# Working data:
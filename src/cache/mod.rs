//! Cache layer
//!
//! Reader-facing lists are cached in process with moka. Values are stored
//! as JSON, so any serializable type can be cached under a string key.
//!
//! ```rust,ignore
//! let cache = create_cache(&config.cache);
//! cache.set("section:articles:items", &items, cache.default_ttl()).await?;
//! cache.delete_pattern("section:articles:*").await?;
//! ```

pub mod memory;

use anyhow::Result;
use async_trait::async_trait;
use serde::{de::DeserializeOwned, Serialize};
use std::sync::Arc;
use std::time::Duration;

use crate::config::CacheConfig;

pub use memory::MemoryCache;

/// Cache layer trait
///
/// The methods are generic over the cached value, so this trait is not
/// object safe; hold a concrete cache behind an `Arc` instead.
#[async_trait]
pub trait CacheLayer: Send + Sync {
    async fn get<T: DeserializeOwned + Send>(&self, key: &str) -> Result<Option<T>>;

    /// Set a value that expires after `ttl`
    async fn set<T: Serialize + Send + Sync>(
        &self,
        key: &str,
        value: &T,
        ttl: Duration,
    ) -> Result<()>;

    async fn delete(&self, key: &str) -> Result<()>;

    /// Delete all values whose key matches a glob pattern (`*` and `?`)
    async fn delete_pattern(&self, pattern: &str) -> Result<()>;
}

/// Shared cache handle
pub type SharedCache = Arc<MemoryCache>;

/// Create the cache from configuration
pub fn create_cache(config: &CacheConfig) -> SharedCache {
    let ttl = Duration::from_secs(config.ttl_seconds.max(1));
    Arc::new(MemoryCache::with_default_ttl(ttl))
}

/// Cache key of a section's item list
pub fn section_items_key(section_key: &str) -> String {
    format!("section:{}:items", section_key)
}

/// Pattern covering every cached entry of a section
pub fn section_pattern(section_key: &str) -> String {
    format!("section:{}:*", section_key)
}

/// Cache key of a singleton record
pub fn singleton_key(singleton_key: &str) -> String {
    format!("singleton:{}", singleton_key)
}
impl Section {
    /// All sections, in magazine order
    pub const ALL: [Section; 10] = [
        Section::CreativeWriting,
        Section::Articles,
        Section::ArtGallery,
        Section::Opinions,
        Section::ClassHighlights,
        Section::FunZone,
        Section::LanguageCorner,
        Section::Inspirational,
        Section::SpecialFeatures,
        Section::MediaGallery,
    ];

    pub fn schema(self) -> &'static CollectionSchema {
        match self {
            Section::CreativeWriting => &CREATIVE_WRITING,
            Section::Articles => &ARTICLES,
            Section::ArtGallery => &ART_GALLERY,
            Section::Opinions => &OPINIONS,
            Section::ClassHighlights => &CLASS_HIGHLIGHTS,
            Section::FunZone => &FUN_ZONE,
            Section::LanguageCorner => &LANGUAGE_CORNER,
            Section::Inspirational => &INSPIRATIONAL,
            Section::SpecialFeatures => &SPECIAL_FEATURES,
            Section::MediaGallery => &MEDIA_GALLERY,
        }
    }

    pub fn key(self) -> &'static str {
        self.schema().key
    }
}

impl fmt::Display for Section {
    fn fmt(&self, f: &mut fmt::Formatter<'_>) -> fmt::Result {
        f.write_str(self.key())
    }
}

impl FromStr for Section {
    type Err = anyhow::Error;

    fn from_str(s: &str) -> Result<Self, Self::Err> {
        let normalized = s.trim().to_lowercase().replace('-', "_");
        Section::ALL
            .into_iter()
            .find(|section| section.key() == normalized)
            .ok_or_else(|| anyhow::anyhow!("Unknown section: {}", s))
    }
}

#[cfg(test)]
mod tests {
    use super::*;
    use proptest::prelude::*;
    use serde_json::json;

    fn raw(value: serde_json::Value) -> serde_json::Map<String, serde_json::Value> {
        match value {
            serde_json::Value::Object(map) => map,
            _ => panic!("expected an object"),
        }
    }

    #[test]
    fn test_section_keys_are_unique_table_names() {
        let mut keys: Vec<_> = Section::ALL.iter().map(|s| s.key()).collect();
        keys.sort();
        keys.dedup();
        assert_eq!(keys.len(), Section::ALL.len());
    }

    #[test]
    fn test_section_from_str() {
        assert_eq!("creative_writing".parse::<Section>().unwrap(), Section::CreativeWriting);
        assert_eq!("Media-Gallery".parse::<Section>().unwrap(), Section::MediaGallery);
        assert!("cover_page".parse::<Section>().is_err());
    }

    #[test]
    fn test_every_schema_groups_by_a_tag_field() {
        for section in Section::ALL {
            let schema = section.schema();
            let group = schema.field(schema.group_by).expect("group field declared");
            assert_eq!(group.kind, FieldKind::Tag, "{}", schema.key);
            assert!(!schema.groups().is_empty());
            assert!(schema.sort_by == "created_at" || schema.field(schema.sort_by).is_some());
        }
    }

    #[test]
    fn test_class_highlights_sort_by_event_date() {
        assert_eq!(Section::ClassHighlights.schema().sort_by, "event_date");
        assert_eq!(Section::Articles.schema().sort_by, "created_at");
    }

    #[test]
    fn test_parse_fields_rejects_unknown_and_non_text() {
        let schema = Section::CreativeWriting.schema();

        let err = parse_fields(schema.fields, raw(json!({"id": "5"}))).unwrap_err();
        assert_eq!(err, SchemaError::UnknownField("id".to_string()));

        let err = parse_fields(schema.fields, raw(json!({"title": 12}))).unwrap_err();
        assert_eq!(err, SchemaError::NotText("title".to_string()));

        let fields = parse_fields(schema.fields, raw(json!({"title": null}))).unwrap();
        assert_eq!(fields.get("title").map(String::as_str), Some(""));
    }

    #[test]
    fn test_complete_fields_fills_optional_and_checks_required() {
        let schema = Section::ArtGallery.schema();
        let fields = parse_fields(
            schema.fields,
            raw(json!({
                "type": "craft",
                "title": "Paper boats",
                "image_url": "https://example.com/boats.jpg",
                "artist_name": "Anu"
            })),
        )
        .unwrap();

        let complete = complete_fields(schema.fields, fields).unwrap();
        assert_eq!(complete.get("description").map(String::as_str), Some(""));

        let missing = parse_fields(schema.fields, raw(json!({"type": "craft"}))).unwrap();
        assert_eq!(
            complete_fields(schema.fields, missing).unwrap_err(),
            SchemaError::Missing("title".to_string())
        );
    }

    #[test]
    fn test_tag_outside_closed_set_is_rejected() {
        let spec = ART_GALLERY.field("type").unwrap();
        assert!(spec.check("photo").is_ok());
        assert!(matches!(spec.check("sculpture"), Err(SchemaError::InvalidOption { .. })));
        assert!(matches!(spec.check("Photo"), Err(SchemaError::InvalidOption { .. })));
    }

    #[test]
    fn test_url_and_date_kinds() {
        let url = MEDIA_GALLERY.field("thumbnail_url").unwrap();
        assert!(url.check("").is_ok());
        assert!(url.check("http://example.com/t.png").is_ok());
        assert!(url.check("ftp://example.com").is_err());
        assert!(url.check("https://").is_err());
        assert!(url.check("https://exa mple.com").is_err());

        let date = CLASS_HIGHLIGHTS.field("event_date").unwrap();
        assert!(date.check("2024-11-14").is_ok());
        assert!(date.check("14/11/2024").is_err());
        assert!(date.check("").is_err());
    }

    #[test]
    fn test_schema_serializes_options_only_for_tags() {
        let value = serde_json::to_value(&CREATIVE_WRITING).unwrap();
        let fields = value["fields"].as_array().unwrap();
        assert_eq!(fields[0]["options"], json!(["poetry", "story", "skit"]));
        assert!(fields[1].get("options").is_none());
        assert_eq!(fields[2]["kind"], "long_text");
    }

    proptest! {
        #[test]
        fn tag_check_accepts_exactly_declared_options(
            section_idx in 0usize..10,
            candidate in "[a-z]{1,12}",
        ) {
            let schema = Section::ALL[section_idx].schema();
            for spec in schema.fields.iter().filter(|f| f.kind == FieldKind::Tag) {
                let declared = spec.options.contains(&candidate.as_str());
                prop_assert_eq!(spec.check(&candidate).is_ok(), declared);
            }
        }
    }
}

# Your objective:
The response must hold only the lines above from the line with "#[async_trait]" through the line with "pub fn key(self)", each copied exactly, both ends kept.

# Solution below:
#[async_trait]
pub trait CacheLayer: Send + Sync {
    async fn get<T: DeserializeOwned + Send>(&self, key: &str) -> Result<Option<T>>;

    /// Set a value that expires after `ttl`
    async fn set<T: Serialize + Send + Sync>(
        &self,
        key: &str,
        value: &T,
        ttl: Duration,
    ) -> Result<()>;

    async fn delete(&self, key: &str) -> Result<()>;

    /// Delete all values whose key matches a glob pattern (`*` and `?`)
    async fn delete_pattern(&self, pattern: &str) -> Result<()>;
}

/// Shared cache handle
pub type SharedCache = Arc<MemoryCache>;

/// Create the cache from configuration
pub fn create_cache(config: &CacheConfig) -> SharedCache {
    let ttl = Duration::from_secs(config.ttl_seconds.max(1));
    Arc::new(MemoryCache::with_default_ttl(ttl))
}

/// Cache key of a section's item list
pub fn section_items_key(section_key: &str) -> String {
    format!("section:{}:items", section_key)
}

/// Pattern covering every cached entry of a section
pub fn section_pattern(section_key: &str) -> String {
    format!("section:{}:*", section_key)
}

/// Cache key of a singleton record
pub fn singleton_key(singleton_key: &str) -> String {
    format!("singleton:{}", singleton_key)
}
impl Section {
    /// All sections, in magazine order
    pub const ALL: [Section; 10] = [
        Section::CreativeWriting,
        Section::Articles,
        Section::ArtGallery,
        Section::Opinions,
        Section::ClassHighlights,
        Section::FunZone,
        Section::LanguageCorner,
        Section::Inspirational,
        Section::SpecialFeatures,
        Section::MediaGallery,
    ];

    pub fn schema(self) -> &'static CollectionSchema {
        match self {
            Section::CreativeWriting => &CREATIVE_WRITING,
            Section::Articles => &ARTICLES,
            Section::ArtGallery => &ART_GALLERY,
            Section::Opinions => &OPINIONS,
            Section::ClassHighlights => &CLASS_HIGHLIGHTS,
            Section::FunZone => &FUN_ZONE,
            Section::LanguageCorner => &LANGUAGE_CORNER,
            Section::Inspirational => &INSPIRATIONAL,
            Section::SpecialFeatures => &SPECIAL_FEATURES,
            Section::MediaGallery => &MEDIA_GALLERY,
        }
    }

    pub fn key(self) -> &'static str {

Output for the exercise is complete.